RLA listening to the next song


Here is the link to the Evening under Lamplight radio show broadcast on Cambridge105 radio on Sunday, 25 July 2010, on the theme of Coming Back, as the Second Series came back on the air after a break of five months.

Some of the sound may come across a bit rough, but we’re all big enough to overlook that.

Welcome back, and let me know what you think!

RLA

11 Responses to “Evening under Lamplight: Coming Back”

  1. Welcome back! Great set. How nice to hear the Spoonful’s Darling for the first time in decades. I loved it live, but was at the time down on the orchestration in the recording. Now, I like it just fine. FYI, when we were recording the John Paul Jones album, my engineer (and owner of the studio) was Brooks Arthur, who was recording Melanie in between our sessions and those of Bruce Springsteen for his first album.

  2. Sylvie Largeaud-Ortega says:

    I’m sitting beyond the horizon here in Tahiti and have found your radio show just in time, RLA, literally spending an evening under the lamplight, and having a most delighful time. Mauruuru,
    Sylvie

  3. Emily says:

    Thanks for coming back, ‘sweet papa’ 🙂
    “My Bed is Like a Little Boat” was my favorite as a child…
    i now wonder if it’s what led me to sail later on!

    This is yet another broadcast I can use to in teaching child development… thank you for yet another gift.

    You were a weaver in another life, RL.

  4. richard dury says:

    Excellent ‘musical conversation’, full of interesting ideas and a very personal selection of songs.
    I particularly enjoyed ‘Beyond the Horizon’–it’s difficult to keep up with Dylan’s large output: this was impressive–like many other of his songs–for it’s potential infiniteness, like gamelan or Cape Verde music, accompanied by an inexhaustible verbal inventiveness.

  5. RLA says:

    I know, Dick. The orchestration becomes almost too much. What was he thinking of? Oh, I know: AM audiences/money. No, surely not!

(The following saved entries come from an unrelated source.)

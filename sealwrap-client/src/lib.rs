//! Secret wrapping and envelope resolution for sealwrap clients.
//!
//! Two paths:
//! - **Outbound**: [`SecretWrapper`] wraps a secret under the server's
//!   ephemeral RSA key, fetched once and shared through
//!   [`AsymmetricKeyCache`], and returns a `vault:v<version>:<base64>` token.
//! - **Inbound**: [`EnvelopeResolver`] takes the [`CipherEnvelope`]s that
//!   describe one secret, picks the method the caller's
//!   [`ClientMaterial`] can drive, and returns the plaintext.
//!
//! HTTP transport lives behind [`PublicKeySource`] and [`CustodyBackend`];
//! [`VaultApiClient`] implements both.

pub mod api_client;
pub mod config;
pub mod custody;
pub mod envelope;
pub mod error;
pub mod key_cache;
pub mod material;
pub mod resolver;
pub mod token;
pub mod types;
pub mod wrapper;

pub use api_client::VaultApiClient;
pub use config::VaultConfig;
pub use custody::CustodyBackend;
pub use envelope::{CipherEnvelope, DecryptionMethod};
pub use error::{BlockedCandidate, EncryptionFailure, VaultError, VaultResult};
pub use key_cache::{AsymmetricKeyCache, EphemeralPublicKey, PublicKeySource};
pub use material::{ClientMaterial, MaterialKind, SecretBytes};
pub use resolver::{EnvelopeResolver, Selection};
pub use token::WrappedSecretToken;
pub use types::PublicKeyResponse;
pub use wrapper::SecretWrapper;
pub mod deribit;

use std::time::Duration;

use async_trait::async_trait;

use crate::error::FetchError;
use crate::model::InstrumentRecord;

pub use deribit::DeribitClient;

pub const TESTNET_URL: &str = "https://test.deribit.com/api/v2/public";
pub const MAINNET_URL: &str = "https://www.deribit.com/api/v2/public";

// ── Network ─────────────────────────────────────────────────────────

/// Which Deribit environment to query.
#[derive(Debug, Clone, Copy, PartialEq, Eq, Default)]
pub enum Network {
    #[default]
    Testnet,
    Mainnet,
}

impl Network {
    pub fn base_url(&self) -> &'static str {
        match self {
            Network::Testnet => TESTNET_URL,
            Network::Mainnet => MAINNET_URL,
        }
    }
}

// ── Fetch config ────────────────────────────────────────────────────

/// Endpoint and query parameters for the instrument fetch.
#[derive(Debug, Clone)]
pub struct FetchConfig {
    pub base_url: String,
    pub currency: String,
    pub kind: String,
    pub timeout: Duration,
}

impl Default for FetchConfig {
    fn default() -> Self {
        FetchConfig::for_network(Network::default())
    }
}

impl FetchConfig {
    pub fn for_network(network: Network) -> Self {
        FetchConfig {
            base_url: network.base_url().to_string(),
            currency: "BTC".to_string(),
            kind: "option".to_string(),
            timeout: Duration::from_secs(30),
        }
    }

    /// Full URL of the `get_instruments` method.
    pub fn instruments_url(&self) -> String {
        format!("{}/get_instruments", self.base_url.trim_end_matches('/'))
    }
}

// ── Source trait ────────────────────────────────────────────────────

/// Anything that can produce the instrument list for one run.
#[async_trait]
pub trait InstrumentSource: Send + Sync {
    /// Human-readable origin, used in progress output.
    fn describe(&self) -> String;

    /// One fetch, no retries.
    async fn fetch_instruments(&self) -> Result<Vec<InstrumentRecord>, FetchError>;
}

    Nice connection with Melanie. Did you ever meet her?

  6. rla says:

    I am touched by these clever and thoughtful comments. Here we have people coming together from New York, Tahiti, Philadelphia, Italy. As the world turns, as the evening creeps across the world and lamps are lit, so this musical conversation spreads.

    I’m glad “Beyond the Horizon” hit home. It’s a song whose music can easily make it slip right past our attention, but stopping to attend to the words wakes us up – if nothing else to the ever-fresh daring of this writer.

    Emily, you’re going to have to get me a speaking engagement about RLS’s sense of children and their imagination. Time for a guest lecturer?

  7. Dale Adams says:

    Hey, Babalu! Great to have the program back again. Just listened to”Cool Men”. Loved the Wide variety of sounds. Loved “They’re not making Jews like Jesus anymore”.

  8. rla says:

    Good to hear you liked it, Ms Steamshovel. Yes, it wasn’t hard to have a wild mix with that theme. Some are easier than others! Love, Mr Mechanic

  9. richard dury says:

    Here’s another Jesus Hermes-moment as captured by Kurt Vonnegut in “Palm Sunday”.

    The day before Palm Sunday – Mary sister of Martha annoints Jesus’ feet with expensive ointment – Judus objects: Why was not this ointment sold for 300 denarii and given to the poor? The answer is “The poor you always have with you, but you do not always have me”, but Vonnegut speculates this can’t be right: any original words in Aramaic have been translated into Hebrew, Greek and Latin. The original version must have been different and not the easy let-out for the complacent wealthy.

    Much like in the ‘give unto Caesar’ ‘joke’, the words of the envious hypocrite Judas (‘Hey–this is very un-Christian. Instead of wasting that stuff on your feet, we should have sold it and given the money to the poor people’) were probably answered by something like : “Don’t worry about it, Judas. There will be plenty of poor people left long after I’m gone”.

    A gentle put-down for Judas.

  10. rla says:

    Hmm, yes, Vonnegut was a different kind of trickster. His version is indeed a put down, and gentle. But it’s direct, rather than indirect, isn’t it? It doesn’t make us stop and think.The “original” version is like RLS: it leaves out a step, which we have to supply, in order to make the connections to any satisfactory meaning.

  11. Emily says:

    “She’s still a Mystery to Me” was the perfect ending to Wondering… Thank you for sharing your own writing from so long ago.. yet another piece to read to my school psych students whose parents grow impatient with their children’s wonderings!